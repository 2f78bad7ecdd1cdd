//! Flat key/value snapshots, pushed once per control cycle.
//!
//! A [`FlatSnapshot`] is an ordered map of string keys to string values with
//! a mandatory `version` key. Entities encode themselves into one; a
//! [`SnapshotStore`] only moves whole snapshots in and out of storage.

use serde::{de::DeserializeOwned, Serialize};
use std::collections::BTreeMap;
use std::sync::{Arc, Mutex};
use thiserror::Error;

/// Key holding the snapshot format version.
pub const VERSION_KEY: &str = "version";

/// Snapshot encode/decode and storage errors
#[derive(Debug, Error)]
pub enum SnapshotError {
    /// Required key absent
    #[error("Snapshot is missing key: {0}")]
    MissingKey(String),

    /// Snapshot written by an incompatible format version
    #[error("Unsupported snapshot version {found} (expected {expected})")]
    Version {
        /// Version found in the snapshot
        found: String,
        /// Version this build reads
        expected: u32,
    },

    /// Value present but unreadable
    #[error("Malformed snapshot value for {key}: {reason}")]
    Malformed {
        /// Offending key
        key: String,
        /// Decoder message
        reason: String,
    },

    /// Line-format parse error
    #[error("Malformed snapshot line {line}: {content:?}")]
    MalformedLine {
        /// 1-based line number
        line: usize,
        /// Raw line
        content: String,
    },

    /// Serialization errors
    #[error("Serialization error: {0}")]
    Serialization(#[from] serde_json::Error),

    /// Database errors
    #[cfg(feature = "sqlite")]
    #[error("Database error: {0}")]
    Database(#[from] rusqlite::Error),
}

/// Ordered string key/value snapshot.
#[derive(Debug, Clone, PartialEq, Eq, Default)]
pub struct FlatSnapshot {
    entries: BTreeMap<String, String>,
}

impl FlatSnapshot {
    /// Empty snapshot stamped with `version`.
    pub fn new(version: u32) -> Self {
        let mut snapshot = Self::default();
        snapshot.insert(VERSION_KEY, version.to_string());
        snapshot
    }

    /// Set a value.
    pub fn insert(&mut self, key: impl Into<String>, value: impl Into<String>) {
        self.entries.insert(key.into(), value.into());
    }

    /// Set a JSON-encoded value.
    pub fn insert_json<T: Serialize>(&mut self, key: &str, value: &T) -> Result<(), SnapshotError> {
        self.insert(key, serde_json::to_string(value)?);
        Ok(())
    }

    /// Raw value.
    pub fn get(&self, key: &str) -> Option<&str> {
        self.entries.get(key).map(String::as_str)
    }

    /// Raw value or [`SnapshotError::MissingKey`].
    pub fn require(&self, key: &str) -> Result<&str, SnapshotError> {
        self.get(key)
            .ok_or_else(|| SnapshotError::MissingKey(key.to_string()))
    }

    /// Decode a JSON-encoded value.
    pub fn require_json<T: DeserializeOwned>(&self, key: &str) -> Result<T, SnapshotError> {
        let raw = self.require(key)?;
        serde_json::from_str(raw).map_err(|e| SnapshotError::Malformed {
            key: key.to_string(),
            reason: e.to_string(),
        })
    }

    /// Parse a value with `FromStr`.
    pub fn require_parsed<T>(&self, key: &str) -> Result<T, SnapshotError>
    where
        T: std::str::FromStr,
        T::Err: std::fmt::Display,
    {
        let raw = self.require(key)?;
        raw.parse().map_err(|e: T::Err| SnapshotError::Malformed {
            key: key.to_string(),
            reason: e.to_string(),
        })
    }

    /// Fail unless the snapshot carries exactly `expected`.
    pub fn check_version(&self, expected: u32) -> Result<(), SnapshotError> {
        let found = self.require(VERSION_KEY)?;
        if found.parse::<u32>().ok() == Some(expected) {
            Ok(())
        } else {
            Err(SnapshotError::Version {
                found: found.to_string(),
                expected,
            })
        }
    }

    /// Iterate entries in key order.
    pub fn iter(&self) -> impl Iterator<Item = (&str, &str)> {
        self.entries.iter().map(|(k, v)| (k.as_str(), v.as_str()))
    }

    /// Number of entries, including the version.
    pub fn len(&self) -> usize {
        self.entries.len()
    }

    /// True when nothing, not even a version, is stored.
    pub fn is_empty(&self) -> bool {
        self.entries.is_empty()
    }

    /// Render as `key=value` lines.
    pub fn to_lines(&self) -> String {
        self.iter()
            .map(|(k, v)| format!("{}={}\n", k, v))
            .collect()
    }

    /// Parse `key=value` lines. Blank lines are skipped.
    pub fn from_lines(text: &str) -> Result<Self, SnapshotError> {
        let mut snapshot = Self::default();
        for (index, line) in text.lines().enumerate() {
            if line.trim().is_empty() {
                continue;
            }
            let (key, value) = line
                .split_once('=')
                .ok_or_else(|| SnapshotError::MalformedLine {
                    line: index + 1,
                    content: line.to_string(),
                })?;
            snapshot.insert(key, value);
        }
        Ok(snapshot)
    }
}

/// Somewhere to push one snapshot per cycle and read it back at startup.
pub trait SnapshotStore: Send {
    /// Replace the stored snapshot.
    fn save(&mut self, snapshot: &FlatSnapshot) -> Result<(), SnapshotError>;

    /// Latest stored snapshot, if any.
    fn load(&self) -> Result<Option<FlatSnapshot>, SnapshotError>;
}

/// In-process store. Clones share the same slot.
#[derive(Debug, Clone, Default)]
pub struct MemorySnapshotStore {
    slot: Arc<Mutex<Option<FlatSnapshot>>>,
}

impl MemorySnapshotStore {
    pub fn new() -> Self {
        Self::default()
    }
}

impl SnapshotStore for MemorySnapshotStore {
    fn save(&mut self, snapshot: &FlatSnapshot) -> Result<(), SnapshotError> {
        let mut slot = self.slot.lock().unwrap_or_else(|p| p.into_inner());
        *slot = Some(snapshot.clone());
        Ok(())
    }

    fn load(&self) -> Result<Option<FlatSnapshot>, SnapshotError> {
        let slot = self.slot.lock().unwrap_or_else(|p| p.into_inner());
        Ok(slot.clone())
    }
}

/// SQLite-backed store holding a single `snapshot(key, value)` table.
#[cfg(feature = "sqlite")]
pub struct SqliteSnapshotStore {
    conn: rusqlite::Connection,
}

#[cfg(feature = "sqlite")]
impl SqliteSnapshotStore {
    /// Open (or create) the store at `path`.
    pub fn open<P: AsRef<std::path::Path>>(path: P) -> Result<Self, SnapshotError> {
        let path = path.as_ref();
        let conn = rusqlite::Connection::open(path)?;
        tracing::debug!(path = %path.display(), "Snapshot store opened");
        Self::with_connection(conn)
    }

    /// Store backed by a private in-memory database.
    pub fn in_memory() -> Result<Self, SnapshotError> {
        Self::with_connection(rusqlite::Connection::open_in_memory()?)
    }

    fn with_connection(conn: rusqlite::Connection) -> Result<Self, SnapshotError> {
        conn.execute_batch("PRAGMA journal_mode=WAL; PRAGMA synchronous=NORMAL;")?;
        conn.execute(
            "CREATE TABLE IF NOT EXISTS snapshot (
                key TEXT PRIMARY KEY,
                value TEXT NOT NULL
            )",
            [],
        )?;
        Ok(Self { conn })
    }
}

#[cfg(feature = "sqlite")]
impl SnapshotStore for SqliteSnapshotStore {
    fn save(&mut self, snapshot: &FlatSnapshot) -> Result<(), SnapshotError> {
        let tx = self.conn.transaction()?;
        tx.execute("DELETE FROM snapshot", [])?;
        {
            let mut stmt = tx.prepare("INSERT INTO snapshot (key, value) VALUES (?1, ?2)")?;
            for (key, value) in snapshot.iter() {
                stmt.execute(rusqlite::params![key, value])?;
            }
        }
        tx.commit()?;
        Ok(())
    }

    fn load(&self) -> Result<Option<FlatSnapshot>, SnapshotError> {
        let mut stmt = self.conn.prepare("SELECT key, value FROM snapshot")?;
        let rows = stmt.query_map([], |row| {
            Ok((row.get::<_, String>(0)?, row.get::<_, String>(1)?))
        })?;

        let mut snapshot = FlatSnapshot::default();
        for row in rows {
            let (key, value) = row?;
            snapshot.insert(key, value);
        }
        Ok(if snapshot.is_empty() { None } else { Some(snapshot) })
    }
}
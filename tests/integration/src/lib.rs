//! End-to-end docking scenarios
//!
//! A base coordinator and several simulated ships share one in-memory
//! broadcast bus and one manual clock. The suite covers:
//! - complete dock and undock cycles driven by physics
//! - bay exclusivity with competing ships
//! - recovery over a lossy, duplicating channel
//! - reservation timeout when a ship goes silent
//! - base restart from a SQLite snapshot

pub mod test_utils;

#[cfg(test)]
mod docking_scenarios;
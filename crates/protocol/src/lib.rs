//! Baymaster Protocol - broadcast messaging boundary between base and ships
//!
//! Base and agents share no memory. Every interaction is a fire-and-forget
//! broadcast frame of pipe-delimited `key=value` fields with no delivery or
//! ordering guarantee.
//!
//! # Components
//!
//! - **Wire codec**: field framing plus the `x:y:z` vector and `;` waypoint
//!   list encodings
//! - **Messages**: typed inbound (agent to base) and outbound (base to agent)
//!   messages
//! - **Transports**: the [`Transport`] trait, a [`Mailbox`] for externally
//!   pumped sockets and an in-memory [`MemoryBus`] with optional loss and
//!   duplication for testing
//!
//! # Example Usage
//!
//! ```rust
//! use baymaster_core::Vec3;
//! use baymaster_protocol::{Message, MemoryBus, TransportExt};
//!
//! let bus = MemoryBus::new();
//! let mut ship = bus.endpoint();
//! let mut base = bus.endpoint();
//!
//! ship.send(&Message::RequestDock {
//!     from: "Miner-7".to_string(),
//!     position: Vec3::new(10.0, 0.0, 5.0),
//! });
//!
//! let inbound = base.receive_messages();
//! assert_eq!(inbound.len(), 1);
//! ```

#![warn(missing_docs)]

pub mod error;
pub mod message;
pub mod transport;
pub mod wire;

pub use error::{WireError, WireResult};
pub use message::{DockInstructions, Message, ShipStatus};
pub use transport::{BusEndpoint, LossProfile, Mailbox, MemoryBus, Transport, TransportExt};
pub use wire::{decode_vector, decode_waypoints, encode_vector, encode_waypoints, Fields};
//! Typed protocol messages.
//!
//! Inbound (agent to base): `REQUEST_DOCK`, `RESPONSE_STATUS`, `REQUEST_UNDOCK`.
//! Outbound (base to agent): `DOCK`, `UNDOCK`, `REQUEST_STATUS`.

use crate::error::{WireError, WireResult};
use crate::wire::{encode_vector, encode_waypoints, Fields};
use baymaster_core::Vec3;
use serde::{Deserialize, Serialize};
use std::fmt;

/// Last status an agent reported about itself.
#[derive(Debug, Clone, Copy, PartialEq, Eq, Hash, Serialize, Deserialize)]
pub enum ShipStatus {
    /// Nothing requested
    Idle,
    /// Dock request outstanding, no bay yet
    WaitingForBay,
    /// Following an approach path
    Docking,
    /// Mechanically connected to a bay
    Docked,
    /// Following a departure path
    Undocking,
    /// Code outside the known range
    Unknown(i64),
}

impl ShipStatus {
    /// Wire integer of this status.
    pub fn code(self) -> i64 {
        match self {
            ShipStatus::Idle => 0,
            ShipStatus::WaitingForBay => 1,
            ShipStatus::Docking => 2,
            ShipStatus::Docked => 3,
            ShipStatus::Undocking => 4,
            ShipStatus::Unknown(code) => code,
        }
    }

    /// Status for a wire integer.
    pub fn from_code(code: i64) -> Self {
        match code {
            0 => ShipStatus::Idle,
            1 => ShipStatus::WaitingForBay,
            2 => ShipStatus::Docking,
            3 => ShipStatus::Docked,
            4 => ShipStatus::Undocking,
            other => ShipStatus::Unknown(other),
        }
    }
}

impl fmt::Display for ShipStatus {
    fn fmt(&self, f: &mut fmt::Formatter<'_>) -> fmt::Result {
        match self {
            ShipStatus::Idle => write!(f, "idle"),
            ShipStatus::WaitingForBay => write!(f, "waiting for bay"),
            ShipStatus::Docking => write!(f, "docking"),
            ShipStatus::Docked => write!(f, "docked"),
            ShipStatus::Undocking => write!(f, "undocking"),
            ShipStatus::Unknown(code) => write!(f, "unknown ({})", code),
        }
    }
}

/// Path and orientation a base sends to one agent.
#[derive(Debug, Clone, PartialEq)]
pub struct DockInstructions {
    /// Addressed agent
    pub to: String,
    /// Sending base
    pub from: String,
    /// Bay name
    pub exchange: String,
    /// Target forward direction
    pub forward: Vec3,
    /// Target up direction
    pub up: Vec3,
    /// Ordered path, first point farthest from the connector on approach
    pub waypoints: Vec<Vec3>,
}

impl DockInstructions {
    fn to_fields(&self, command: &str) -> Fields {
        Fields::new()
            .with("Command", command)
            .with("To", self.to.as_str())
            .with("From", self.from.as_str())
            .with("Exchange", self.exchange.as_str())
            .with("Forward", encode_vector(self.forward))
            .with("Up", encode_vector(self.up))
            .with("Waypoints", encode_waypoints(&self.waypoints))
    }

    fn from_fields(fields: &Fields) -> WireResult<Self> {
        Ok(Self {
            to: fields.get("To").to_string(),
            from: fields.get("From").to_string(),
            exchange: fields.get("Exchange").to_string(),
            forward: fields.vector("Forward")?,
            up: fields.vector("Up")?,
            waypoints: fields.waypoints("Waypoints")?,
        })
    }
}

/// Every message exchanged between base and agents.
#[derive(Debug, Clone, PartialEq)]
pub enum Message {
    /// Agent asks for a bay
    RequestDock {
        /// Requesting agent
        from: String,
        /// Agent position at request time
        position: Vec3,
    },
    /// Agent status report
    ResponseStatus {
        /// Reporting agent
        from: String,
        /// Reported status
        status: ShipStatus,
        /// Reported position
        position: Vec3,
        /// Free-text detail
        message: String,
    },
    /// Agent asks for a departure path from its current bay
    RequestUndock {
        /// Requesting agent
        from: String,
    },
    /// Base assigns a bay and its approach path
    Dock(DockInstructions),
    /// Base hands out the departure path of the bay an agent occupies
    Undock(DockInstructions),
    /// Base polls all agents for status
    RequestStatus {
        /// Polling base
        from: String,
    },
}

impl Message {
    /// Wire name of the command.
    pub fn command(&self) -> &'static str {
        match self {
            Message::RequestDock { .. } => "REQUEST_DOCK",
            Message::ResponseStatus { .. } => "RESPONSE_STATUS",
            Message::RequestUndock { .. } => "REQUEST_UNDOCK",
            Message::Dock(_) => "DOCK",
            Message::Undock(_) => "UNDOCK",
            Message::RequestStatus { .. } => "REQUEST_STATUS",
        }
    }

    /// Encode to a broadcast frame.
    pub fn encode(&self) -> String {
        let command = self.command();
        let fields = match self {
            Message::RequestDock { from, position } => Fields::new()
                .with("Command", command)
                .with("From", from.as_str())
                .with("Position", encode_vector(*position)),
            Message::ResponseStatus {
                from,
                status,
                position,
                message,
            } => Fields::new()
                .with("Command", command)
                .with("From", from.as_str())
                .with("Status", status.code().to_string())
                .with("Position", encode_vector(*position))
                .with("StatusMessage", message.as_str()),
            Message::RequestUndock { from } | Message::RequestStatus { from } => Fields::new()
                .with("Command", command)
                .with("From", from.as_str()),
            Message::Dock(instructions) | Message::Undock(instructions) => {
                instructions.to_fields(command)
            }
        };
        fields.encode()
    }

    /// Decode a broadcast frame.
    pub fn decode(frame: &str) -> WireResult<Self> {
        let fields = Fields::parse(frame);
        if !fields.contains("Command") {
            return Err(WireError::MissingCommand);
        }
        let from = fields.get("From").to_string();
        match fields.get("Command") {
            "REQUEST_DOCK" => Ok(Message::RequestDock {
                from,
                position: fields.vector("Position")?,
            }),
            "RESPONSE_STATUS" => Ok(Message::ResponseStatus {
                from,
                status: ShipStatus::from_code(fields.integer("Status")?),
                position: fields.vector("Position")?,
                message: fields.get("StatusMessage").to_string(),
            }),
            "REQUEST_UNDOCK" => Ok(Message::RequestUndock { from }),
            "DOCK" => Ok(Message::Dock(DockInstructions::from_fields(&fields)?)),
            "UNDOCK" => Ok(Message::Undock(DockInstructions::from_fields(&fields)?)),
            "REQUEST_STATUS" => Ok(Message::RequestStatus { from }),
            other => Err(WireError::UnknownCommand(other.to_string())),
        }
    }

    /// Agent the message is addressed to, for directed commands.
    pub fn recipient(&self) -> Option<&str> {
        match self {
            Message::Dock(instructions) | Message::Undock(instructions) => {
                Some(instructions.to.as_str())
            }
            _ => None,
        }
    }
}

#### DIRECTIONS:
Where a line of the records holds the word "Every", copy that line.

#### ANSWER SECTION:
//! Base and agents share no memory. Every interaction is a fire-and-forget
/// Every message exchanged between base and agents.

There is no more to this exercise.